2) Whether the re -assessment is bad under law by making the Audit Objections report as new material de hors the record?
3) Whether the appellant sold Tamarind -seed Kernel or Tamarind -seed against 'H' forms?
Point No. (1) & (2): - It has been contended by the learned counsel for the appellant that the original assessment order was passed by the Commercial Tax Officer on 6 -2 -1998 and the same was served on the assessee on 12 -2 -1998, whereas the re -assessment order dated 2 -2 -2002 had been served in the month of August, 2002 with a delay of six months. Reliance had been placed by the learned counsel for the appellant on the judgment of Supreme Court in between State of Andhra Pradesh Vs. M. Ramakistaiah & Company reported in, (1994) 93 STC 406. The relevant portion of the judgment is as follows:
"An assessment order passed in September, 1969 was sought to be revised by the Deputy Commissioner under Section 20(2) of APGST Act, 1957. He passed an order prejudicial to the assessee. The order was said to have been made on January, 1973, but it was served after the expiry of four years from the date of the assessment order, on the assessee on 21 -11 -1973, 10 1/2 months later. There was no explanation by the Deputy Commissioner why the service of the order was so delayed:
Held that, in the absence of any explanation whatsoever, the court must presume that the order was not made on the date it purported to have been made, and that it could have been made after the expiry of the period of four years prescribed for passing such an order in revision. The order was bad".
A reading of the above judgment shows that the Hon'ble Supreme Court observed and opined that the appeal had to be dismissed on the ground urged by the assessee himself. The assessee urged before the Supreme Court that as the assessment order was served after expiry of limitation period with delay and as the delay is not properly explained it is deemed and shall be presumed that the order was passed after the expiry of four years, but was ante -dated. The said contention was upheld by the Supreme Court. Here, the re -assessment order is 2 -2 -2002, whereas it is admittedly served on the assessee on 2 -8 -2002 with a delay of nearly six months from 12 -2 -1998, the date of service of the original assessment order. Hence, it is to be upheld that the reassessment order is passed subsequent to the expiry of re -assessment time.
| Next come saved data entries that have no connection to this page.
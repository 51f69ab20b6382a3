use super::*;
use crate::credibility::CredibilityFingerprint;
use crate::entailment::Relation;
use crate::evidence::EvidenceItem;
use crate::language::SuspiciousPhrase;

fn item(source: &str, url: Option<&str>, relation: Relation, confidence: f32) -> EvidenceItem {
    EvidenceItem {
        text: format!("statement from {source}"),
        source: source.to_string(),
        url: url.map(str::to_string),
        relation,
        relation_confidence: confidence,
        similarity_score: 0.5,
    }
}

fn fingerprint(sc: f32, cc: u32, lr: f32, overall: f32) -> CredibilityFingerprint {
    CredibilityFingerprint {
        source_credibility: sc,
        corroboration_count: cc,
        language_risk: lr,
        overall_score: overall,
    }
}

fn phrase(text: &str) -> SuspiciousPhrase {
    SuspiciousPhrase {
        phrase: text.to_string(),
        start_pos: 0,
        end_pos: text.len(),
        reason: "sensational or emotionally charged language".to_string(),
    }
}

fn engine() -> VerdictEngine {
    VerdictEngine::default()
}

#[test]
fn test_no_evidence_is_unverified() {
    let decision = engine().decide(&[], &fingerprint(0.0, 0, 0.0, 0.3), &[], &[]);

    assert_eq!(decision.verdict, Verdict::Unverified);
    assert!(decision.confidence <= 0.5);
    assert!(
        decision
            .reasons
            .iter()
            .any(|r| r.contains("no independent sourced evidence"))
    );
}

#[test]
fn test_supported_claim_is_likely_true() {
    let evidence = vec![
        item("Reuters", Some("https://www.reuters.com/a"), Relation::Supports, 0.9),
        item("AP News", Some("https://apnews.com/b"), Relation::Supports, 0.9),
        item("BBC", Some("https://www.bbc.com/c"), Relation::Supports, 0.9),
    ];
    let decision = engine().decide(&evidence, &fingerprint(0.93, 3, 0.0, 0.97), &[], &[]);

    assert_eq!(decision.verdict, Verdict::LikelyTrue);
    assert!(decision.explanation.contains("supports"));
    assert!(decision.confidence > 0.8);
}

#[test]
fn test_contradicted_claim_is_likely_false() {
    // The 5G scenario: one contradicting WHO item, manipulative phrasing.
    let evidence = vec![item(
        "World Health Organization",
        Some("https://www.who.int/myth-busters"),
        Relation::Contradicts,
        0.9,
    )];
    let fp = fingerprint(0.9, 0, 0.45, 0.525);
    let phrases = vec![phrase("SHOCKING")];

    let decision = engine().decide(&evidence, &fp, &phrases, &[]);

    assert_eq!(decision.verdict, Verdict::LikelyFalse);
    assert!(decision.explanation.contains("contradicts"));
    assert!(decision.reasons.iter().any(|r| r.contains("no independent sourced evidence")));
    assert!(decision.reasons.iter().any(|r| r.contains("SHOCKING")));
}

#[test]
fn test_same_domain_conflict_is_mixed() {
    let evidence = vec![
        item("Example", Some("https://example.org/a"), Relation::Supports, 0.8),
        item("Example", Some("https://example.org/b"), Relation::Contradicts, 0.8),
    ];
    let decision = engine().decide(&evidence, &fingerprint(0.5, 1, 0.0, 0.6), &[], &[]);

    assert_eq!(decision.verdict, Verdict::Mixed);
    assert!(decision.explanation.contains("both ways"));
}

#[test]
fn test_unsourced_weak_evidence_is_unverified() {
    let evidence = vec![item("A forum post", None, Relation::Supports, 0.6)];
    let decision = engine().decide(&evidence, &fingerprint(0.0, 1, 0.0, 0.4), &[], &[]);

    assert_eq!(decision.verdict, Verdict::Unverified);
    assert!(decision.explanation.contains("unsourced"));
}

#[test]
fn test_conflicting_high_confidence_is_mixed_despite_directional_net() {
    let evidence = vec![
        item("A", Some("https://a.example/1"), Relation::Supports, 1.0),
        item("B", Some("https://b.example/1"), Relation::Supports, 0.75),
        item("C", Some("https://c.example/1"), Relation::Contradicts, 0.7),
    ];
    // net = (1.75 - 0.7) / 3 = 0.35, but overall fails the likely-true floor
    // and high-confidence items sit on both sides.
    let decision = engine().decide(&evidence, &fingerprint(0.5, 2, 0.0, 0.45), &[], &[]);

    assert_eq!(decision.verdict, Verdict::Mixed);
}

#[test]
fn test_confidence_formula() {
    let evidence = vec![item(
        "CDC",
        Some("https://www.cdc.gov/a"),
        Relation::Contradicts,
        0.9,
    )];
    let fp = fingerprint(0.9, 0, 0.0, 0.5);
    let decision = engine().decide(&evidence, &fp, &[], &[]);

    // |net| = 0.9 -> 0.9 * 0.7 + 0.3 * 0.5
    assert!((decision.confidence - 0.78).abs() < 1e-5);
}

#[test]
fn test_confidence_capped_at_one() {
    let thresholds = VerdictThresholds::default();
    let engine = VerdictEngine::new(thresholds);
    let evidence = vec![item(
        "CDC",
        Some("https://www.cdc.gov/a"),
        Relation::Supports,
        1.0,
    )];
    let decision = engine.decide(&evidence, &fingerprint(1.0, 5, 0.0, 1.0), &[], &[]);
    assert!(decision.confidence <= 1.0);
}

#[test]
fn test_reasons_are_capped_at_three_and_ordered() {
    let evidence = vec![
        item("Blog", Some("https://blog.example/a"), Relation::Contradicts, 0.8),
        item("Blog", Some("https://blog.example/b"), Relation::Contradicts, 0.7),
    ];
    let phrases = vec![phrase("URGENT"), phrase("SHOCKING"), phrase("BOMBSHELL")];
    let decision = engine().decide(&evidence, &fingerprint(0.5, 0, 0.6, 0.3), &phrases, &[]);

    assert!(decision.reasons.len() <= 3);
    assert!(decision.reasons[0].contains("no independent sourced evidence"));
    assert!(decision.reasons[1].contains("URGENT"));
    assert!(decision.reasons[1].contains("SHOCKING"));
    assert!(!decision.reasons[1].contains("BOMBSHELL"), "at most two phrases named");
    assert!(decision.reasons[2].contains("blog.example"));
}

#[test]
fn test_dominant_domain_ties_break_deterministically() {
    let evidence = vec![
        item("B", Some("https://bbb.example/1"), Relation::Neutral, 0.5),
        item("A", Some("https://aaa.example/1"), Relation::Neutral, 0.5),
    ];
    let fp = fingerprint(0.5, 1, 0.0, 0.6);

    let a = engine().decide(&evidence, &fp, &[], &[]);
    let b = engine().decide(&evidence, &fp, &[], &[]);
    assert_eq!(a.reasons, b.reasons);
    assert!(a.reasons.iter().any(|r| r.contains("aaa.example")));
}

#[test]
fn test_degraded_components_named_in_explanation() {
    let decision = engine().decide(
        &[],
        &fingerprint(0.0, 0, 0.0, 0.3),
        &[],
        &["entailment classifier".to_string()],
    );

    assert!(decision.explanation.contains("entailment classifier"));
}

#[test]
fn test_decision_is_deterministic() {
    let evidence = vec![
        item("Reuters", Some("https://www.reuters.com/a"), Relation::Supports, 0.9),
        item("Blog", Some("https://blog.example/a"), Relation::Contradicts, 0.4),
    ];
    let fp = fingerprint(0.7, 1, 0.1, 0.65);
    let phrases = vec![phrase("EXPOSED")];

    let a = engine().decide(&evidence, &fp, &phrases, &[]);
    let b = engine().decide(&evidence, &fp, &phrases, &[]);
    assert_eq!(a, b);
}

#[test]
fn test_all_neutral_evidence_is_mixed() {
    let evidence = vec![item(
        "Wikipedia",
        Some("https://en.wikipedia.org/wiki/Topic"),
        Relation::Neutral,
        0.5,
    )];
    let decision = engine().decide(&evidence, &fingerprint(0.75, 0, 0.0, 0.6), &[], &[]);

    // net is 0 with sourced, mid-credibility evidence: inconclusive, not unverified.
    assert_eq!(decision.verdict, Verdict::Mixed);
}

#[test]
fn test_verdict_serde_wire_format() {
    assert_eq!(
        serde_json::to_string(&Verdict::LikelyFalse).unwrap(),
        "\"LIKELY_FALSE\""
    );
    assert_eq!(
        serde_json::from_str::<Verdict>("\"UNVERIFIED\"").unwrap(),
        Verdict::Unverified
    );
}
(3.) APART from it, when re -assessment order has to be passed, it must be made if new material came to the notice of the assessing authority. If it is found that some turnover had been escaped then only re -assessment can be made. Section 14(4) of APGST Act deals with the powers of the assessing authority for making re -assessment, it runs as follows:
4) In any of the following events, namely, where the whole or any part of the turnover of a business of a dealer has escaped assessment to tax, or has been under -assessed or assessed at a rate lower than the correct rate, or where the license fee or registration fee has escaped levy or has been levied at a rate lower than the correct rate, the assessing authority may, after issuing a notice to the dealer, and after making such enquiry as he may consider necessary, by order, setting out the grounds therefor -
(a) determine to the best of his judgment the turnover that has escaped assessment and assess the turnover so determined;
(b) assess the correct amount of tax payable on the turnover that has been under -assessed;
(c) assess at the correct rate the turnover that has been assessed at a lower rate;
(cc) assess the correct amount of tax payable, in a case where any deduction or exemption has been wrongly allowed;
(d) levy the license fee after determining to the best of his judgment the turnover on which such fee is payable.
(e) levy the registration fee that has escaped levy.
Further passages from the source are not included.